_What is required:_
How many lines of the data contain "BudgetError"? Reply with the number alone.

_Supplied material:_
-- Opening Marker --
use thiserror::Error;

#[derive(Error, Debug)]
pub enum BudgetError {
    #[error("Invalid amount literal '{0}': expected '<number> <currency>'")]
    InvalidAmount(String),

    #[error("Invalid date range: end {end} precedes begin {begin}")]
    InvalidDateRange {
        begin: chrono::NaiveDate,
        end: chrono::NaiveDate,
    },

    #[error("Serialization error: {0}")]
    SerializationError(#[from] serde_json::Error),
}

pub type Result<T> = std::result::Result<T, BudgetError>;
-- Closing Marker --
_Task response:_
2